The museum also hosts a different exhibition every year exploring more recent American history. Recent temporary exhibitions have included The Colourful World of Kaffe Fassett, Shooting Stars: Britain and America in the 1970s (featuring the photography of Carinthia West), and Kith and Kin: The Quilts of Gee's Bend. These exhibitions are situated in the museum's exhibition gallery, located in a separate building to the manor house. The museum's gift shop is also located in this building.

== Garden ==
The grounds of the museum are set within the wider landscape of the valley of the River Avon and has fine views over the valley towards the village of Limpley Stoke and the Kennet and Avon Canal. Garden features include a small grotto with a water spout.
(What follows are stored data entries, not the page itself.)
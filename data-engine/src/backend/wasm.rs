//! DuckDB-WASM bindings
//!
//! Thin `wasm-bindgen` imports of `@duckdb/duckdb-wasm`: bundle selection,
//! the worker-backed `AsyncDuckDB`, its connections and the Arrow tables
//! they return.

use super::{decimal_value, number_value, Column, ColumnarResult, EngineBackend, EngineConnection};
use crate::error::{EngineError, Result};
use ahiru_types::{Bundle, BundleSet};
use async_trait::async_trait;
use js_sys::{Array, Function, Object, Reflect, Uint32Array, Uint8Array};
use log::{debug, info};
use serde_json::Value;
use wasm_bindgen::prelude::*;
use wasm_bindgen::JsCast;

#[wasm_bindgen(module = "@duckdb/duckdb-wasm")]
extern "C" {
    #[wasm_bindgen(js_name = selectBundle, catch)]
    async fn select_bundle(bundles: &JsValue) -> std::result::Result<JsValue, JsValue>;

    type ConsoleLogger;

    #[wasm_bindgen(constructor)]
    fn new() -> ConsoleLogger;

    #[wasm_bindgen(js_name = AsyncDuckDB)]
    type AsyncDuckDb;

    #[wasm_bindgen(constructor, js_class = "AsyncDuckDB")]
    fn new(logger: &ConsoleLogger, worker: &web_sys::Worker) -> AsyncDuckDb;

    #[wasm_bindgen(method, catch)]
    async fn instantiate(
        this: &AsyncDuckDb,
        main_module: &str,
    ) -> std::result::Result<JsValue, JsValue>;

    #[wasm_bindgen(method, catch)]
    async fn connect(this: &AsyncDuckDb) -> std::result::Result<JsValue, JsValue>;

    #[wasm_bindgen(method, catch, js_name = registerFileBuffer)]
    async fn register_file_buffer(
        this: &AsyncDuckDb,
        name: &str,
        buffer: Uint8Array,
    ) -> std::result::Result<JsValue, JsValue>;

    #[wasm_bindgen(method, catch)]
    async fn terminate(this: &AsyncDuckDb) -> std::result::Result<JsValue, JsValue>;

    #[wasm_bindgen(js_name = AsyncDuckDBConnection)]
    type AsyncDuckDbConnection;

    #[wasm_bindgen(method, catch)]
    async fn query(this: &AsyncDuckDbConnection, sql: &str) -> std::result::Result<JsValue, JsValue>;

    #[wasm_bindgen(method, catch)]
    async fn close(this: &AsyncDuckDbConnection) -> std::result::Result<JsValue, JsValue>;
}

// Arrow tables are only ever received, never constructed.
#[wasm_bindgen]
extern "C" {
    type ArrowTable;

    #[wasm_bindgen(method, getter, js_name = numRows)]
    fn num_rows(this: &ArrowTable) -> u32;

    #[wasm_bindgen(method, getter)]
    fn schema(this: &ArrowTable) -> ArrowSchema;

    #[wasm_bindgen(method, js_name = getChildAt)]
    fn get_child_at(this: &ArrowTable, index: u32) -> Option<ArrowVector>;

    type ArrowSchema;

    #[wasm_bindgen(method, getter)]
    fn fields(this: &ArrowSchema) -> js_sys::Array;

    type ArrowField;

    #[wasm_bindgen(method, getter)]
    fn name(this: &ArrowField) -> String;

    #[wasm_bindgen(method, getter, js_name = type)]
    fn data_type(this: &ArrowField) -> JsValue;

    type ArrowVector;

    #[wasm_bindgen(method)]
    fn get(this: &ArrowVector, index: u32) -> JsValue;

    #[wasm_bindgen(js_name = String)]
    fn js_string(value: &JsValue) -> String;
}

pub struct WasmDuckDb {
    db: AsyncDuckDb,
    worker: web_sys::Worker,
}

pub struct WasmConnection {
    conn: AsyncDuckDbConnection,
}

fn bundle_object(bundle: &Bundle) -> std::result::Result<JsValue, JsValue> {
    let obj = Object::new();
    Reflect::set(&obj, &"mainModule".into(), &bundle.main_module.as_str().into())?;
    Reflect::set(&obj, &"mainWorker".into(), &bundle.main_worker.as_str().into())?;
    Ok(obj.into())
}

fn bundles_object(bundles: &BundleSet) -> std::result::Result<JsValue, JsValue> {
    let obj = Object::new();
    Reflect::set(&obj, &"mvp".into(), &bundle_object(&bundles.mvp)?)?;
    if let Some(eh) = &bundles.eh {
        Reflect::set(&obj, &"eh".into(), &bundle_object(eh)?)?;
    }
    Ok(obj.into())
}

fn string_field(obj: &JsValue, key: &str) -> Result<String> {
    Reflect::get(obj, &key.into())
        .ok()
        .and_then(|v| v.as_string())
        .ok_or_else(|| EngineError::Initialization(format!("selected bundle has no {key}")))
}

fn init_error(value: JsValue) -> EngineError {
    EngineError::Initialization(js_error_text(&value))
}

#[async_trait(?Send)]
impl EngineBackend for WasmDuckDb {
    type Config = BundleSet;
    type Connection = WasmConnection;

    async fn instantiate(config: &BundleSet) -> Result<Self> {
        let bundles = bundles_object(config).map_err(init_error)?;
        let bundle = select_bundle(&bundles).await.map_err(init_error)?;
        let main_module = string_field(&bundle, "mainModule")?;
        let main_worker = string_field(&bundle, "mainWorker")?;
        debug!("selected bundle {}", main_module);

        let worker = web_sys::Worker::new(&main_worker).map_err(init_error)?;
        let logger = ConsoleLogger::new();
        let db = AsyncDuckDb::new(&logger, &worker);
        if let Err(e) = db.instantiate(&main_module).await {
            worker.terminate();
            return Err(init_error(e));
        }
        info!("DuckDB-WASM instantiated");
        Ok(Self { db, worker })
    }

    async fn connect(&self) -> Result<WasmConnection> {
        let conn = self.db.connect().await.map_err(init_error)?;
        Ok(WasmConnection {
            conn: conn.unchecked_into(),
        })
    }

    async fn register_file_buffer(&self, name: &str, bytes: Vec<u8>) -> Result<()> {
        let buffer = Uint8Array::from(bytes.as_slice());
        self.db.register_file_buffer(name, buffer).await?;
        Ok(())
    }

    async fn terminate(self) -> Result<()> {
        let result = self.db.terminate().await;
        self.worker.terminate();
        result?;
        Ok(())
    }
}

#[async_trait(?Send)]
impl EngineConnection for WasmConnection {
    async fn query(&self, sql: &str) -> Result<ColumnarResult> {
        let table: ArrowTable = self.conn.query(sql).await?.unchecked_into();
        let num_rows = table.num_rows();
        let fields = table.schema().fields();

        let mut columns = Vec::with_capacity(fields.length() as usize);
        for (index, field) in fields.iter().enumerate() {
            let field: ArrowField = field.unchecked_into();
            let scale = decimal_scale(&field.data_type());
            let name = field.name();
            let values = match table.get_child_at(index as u32) {
                Some(vector) => (0..num_rows)
                    .map(|row| cell_to_json(&vector.get(row), scale))
                    .collect(),
                None => Vec::new(),
            };
            columns.push(Column { name, values });
        }
        Ok(ColumnarResult::new(columns))
    }

    async fn close(self) -> Result<()> {
        self.conn.close().await?;
        Ok(())
    }
}

/// Text of a thrown JS value, as `${error}` would print it.
pub fn js_error_text(value: &JsValue) -> String {
    if let Some(err) = value.dyn_ref::<js_sys::Error>() {
        return String::from(err.to_string());
    }
    value
        .as_string()
        .unwrap_or_else(|| format!("{:?}", value))
}

/// Scale of a Decimal field type, 0 for every other type.
fn decimal_scale(data_type: &JsValue) -> u32 {
    Reflect::get(data_type, &"scale".into())
        .ok()
        .and_then(|v| v.as_f64())
        .map(|s| s as u32)
        .unwrap_or(0)
}

/// Convert an Arrow cell to JSON. BIGINT columns arrive as JS `BigInt`.
pub fn js_to_json(value: &JsValue) -> Value {
    cell_to_json(value, 0)
}

/// Convert an Arrow cell whose column has decimal `scale`.
///
/// DECIMAL and HUGEINT arrive as apache-arrow `BN` values, which are
/// `Uint32Array`s of little-endian words. LIST vectors and STRUCT/MAP rows
/// expose `toJSON`; other iterables become arrays.
pub fn cell_to_json(value: &JsValue, scale: u32) -> Value {
    if value.is_null() || value.is_undefined() {
        return Value::Null;
    }
    if let Some(b) = value.as_bool() {
        return Value::Bool(b);
    }
    if let Some(n) = value.as_f64() {
        return number_value(n);
    }
    if let Some(s) = value.as_string() {
        return Value::String(s);
    }
    if value.is_bigint() {
        let text = value
            .clone()
            .unchecked_into::<js_sys::BigInt>()
            .to_string(10)
            .map(String::from)
            .unwrap_or_default();
        return match text.parse::<i64>() {
            Ok(n) => Value::Number(n.into()),
            Err(_) => Value::String(text),
        };
    }
    if let Some(words) = value.dyn_ref::<Uint32Array>() {
        if let Some(decimal) = decimal_value(&words.to_vec(), scale) {
            return decimal;
        }
        return Value::String(js_string(value));
    }
    if let Some(bytes) = value.dyn_ref::<Uint8Array>() {
        return Value::Array(bytes.to_vec().into_iter().map(Value::from).collect());
    }
    if !value.is_object() {
        return Value::String(js_string(value));
    }
    // Vector, StructRow and MapRow; Date gives its ISO text
    if let Ok(to_json) = Reflect::get(value, &"toJSON".into()) {
        if let Some(to_json) = to_json.dyn_ref::<Function>() {
            return match to_json.call0(value) {
                Ok(plain) => cell_to_json(&plain, 0),
                Err(e) => Value::String(js_error_text(&e)),
            };
        }
    }
    if Array::is_array(value) {
        return Value::Array(Array::from(value).iter().map(|v| cell_to_json(&v, 0)).collect());
    }
    if let Ok(Some(iter)) = js_sys::try_iter(value) {
        return Value::Array(
            iter.filter_map(|item| item.ok())
                .map(|v| cell_to_json(&v, 0))
                .collect(),
        );
    }
    let entries = Object::entries(value.unchecked_ref::<Object>());
    let mut object = serde_json::Map::new();
    for entry in entries.iter() {
        let entry: Array = entry.unchecked_into();
        let key = entry.get(0).as_string().unwrap_or_else(|| js_string(&entry.get(0)));
        object.insert(key, cell_to_json(&entry.get(1), 0));
    }
    Value::Object(object)
}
The museum gardens include extensive renovated areas representing trends in both English landscape and American garden design. The American Museum originally employed Lanning Roper to design a mixed border, but since the museum opened in 1961, the 30 acres around the house have been developed to include a replica of George Washington’s garden at Mount Vernon, as well as a Lewis and Clark trail, and an arboretum that includes a collection of American trees.
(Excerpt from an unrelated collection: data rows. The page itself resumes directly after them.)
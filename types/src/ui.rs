//! View-facing state: status banner, engine lifecycle, rendered tables

use serde::{Deserialize, Serialize};
use tsify::Tsify;

/// Status banner severity
#[derive(Tsify, Serialize, Deserialize, Clone, Copy, Debug, PartialEq, Eq)]
#[tsify(into_wasm_abi, from_wasm_abi)]
#[serde(rename_all = "lowercase")]
pub enum Severity {
    Info,
    Success,
    Error,
    Warning,
}

impl Severity {
    pub const ALL: [Severity; 4] = [
        Severity::Info,
        Severity::Success,
        Severity::Error,
        Severity::Warning,
    ];

    pub fn as_str(self) -> &'static str {
        match self {
            Severity::Info => "info",
            Severity::Success => "success",
            Severity::Error => "error",
            Severity::Warning => "warning",
        }
    }

    /// CSS class of the alert box
    pub fn alert_class(self) -> String {
        format!("alert-{}", self.as_str())
    }
}

/// Status banner
#[derive(Tsify, Serialize, Deserialize, Clone, Debug, PartialEq)]
#[tsify(into_wasm_abi, from_wasm_abi)]
pub struct Status {
    pub message: String,
    pub severity: Severity,
    pub visible: bool,
    /// Changes every time a status is shown; auto-hide timers carry it
    pub token: u64,
}

impl Default for Status {
    fn default() -> Self {
        Self {
            message: String::new(),
            severity: Severity::Info,
            visible: false,
            token: 0,
        }
    }
}

/// Engine lifecycle as seen by the UI
#[derive(Tsify, Serialize, Deserialize, Clone, Debug, PartialEq)]
#[tsify(into_wasm_abi, from_wasm_abi)]
#[serde(tag = "state", content = "reason", rename_all = "lowercase")]
pub enum BindingState {
    Uninitialized,
    Ready,
    Failed(String),
    Closed,
}

/// Result rows rendered to display strings
#[derive(Tsify, Serialize, Deserialize, Clone, Debug, Default, PartialEq)]
#[tsify(into_wasm_abi, from_wasm_abi)]
pub struct ResultTableView {
    pub headers: Vec<String>,
    pub rows: Vec<Vec<String>>,
    /// Row count line, e.g. "3 rows"
    pub footer: String,
}

/// Everything a front end needs to draw the playground
#[derive(Tsify, Serialize, Deserialize, Clone, Debug, PartialEq)]
#[tsify(into_wasm_abi, from_wasm_abi)]
pub struct ViewSnapshot {
    pub engine: BindingState,
    pub status: Status,
    pub sql: String,
    pub file_loaded: bool,
    pub executing: bool,
    pub run_enabled: bool,
    #[serde(skip_serializing_if = "Option::is_none")]
    pub table_name: Option<String>,
    /// Present only while the result section is visible
    #[serde(skip_serializing_if = "Option::is_none")]
    pub results: Option<ResultTableView>,
}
The Mount Vernon Garden, which is a re-creation of a part of George Washington's garden at Mount Vernon, is situated away from the house on the site of a former Italianate garden and was opened on June 26, 1962. In 2018 the Mount Vernon Garden was restored to replicate more closely the original layout implemented by George Washington.

With the addition of the New American Garden, officially opened on September 15, 2018, as part of a £2 million project to renovate the lawn and herb gardens immediately adjacent to the manor house, the museum grounds now boast the largest collection of American horticultural features in the United Kingdom. This project was the first European commission for the American landscape architects based in Washington D.C., Oehme van Sweden (OvS). The planting in the New American Garden follows the free-form style made famous by the firm's founders, Wolfgang Oehme and James van Sweden. Native American shrubs, perennials, and bulbs feature heavily, but the garden is designed to work with the steep terrain and enhance the view over the Limpley Stoke Valley, which is a designated Area of Outstanding Natural Beauty (AONB). The new garden path, known as The Winding Way, is a fully accessible pathway encircling the lawns and American Rose Collection, as well as the natural amphitheatre, which has become the museum's outdoor theatre and events space.

== Governance ==
The museum is run by a registered charity, overseen by a board of trustees. It was established by a trust deed in 1959, registered as a charity in 1968 and re-registered in 2004.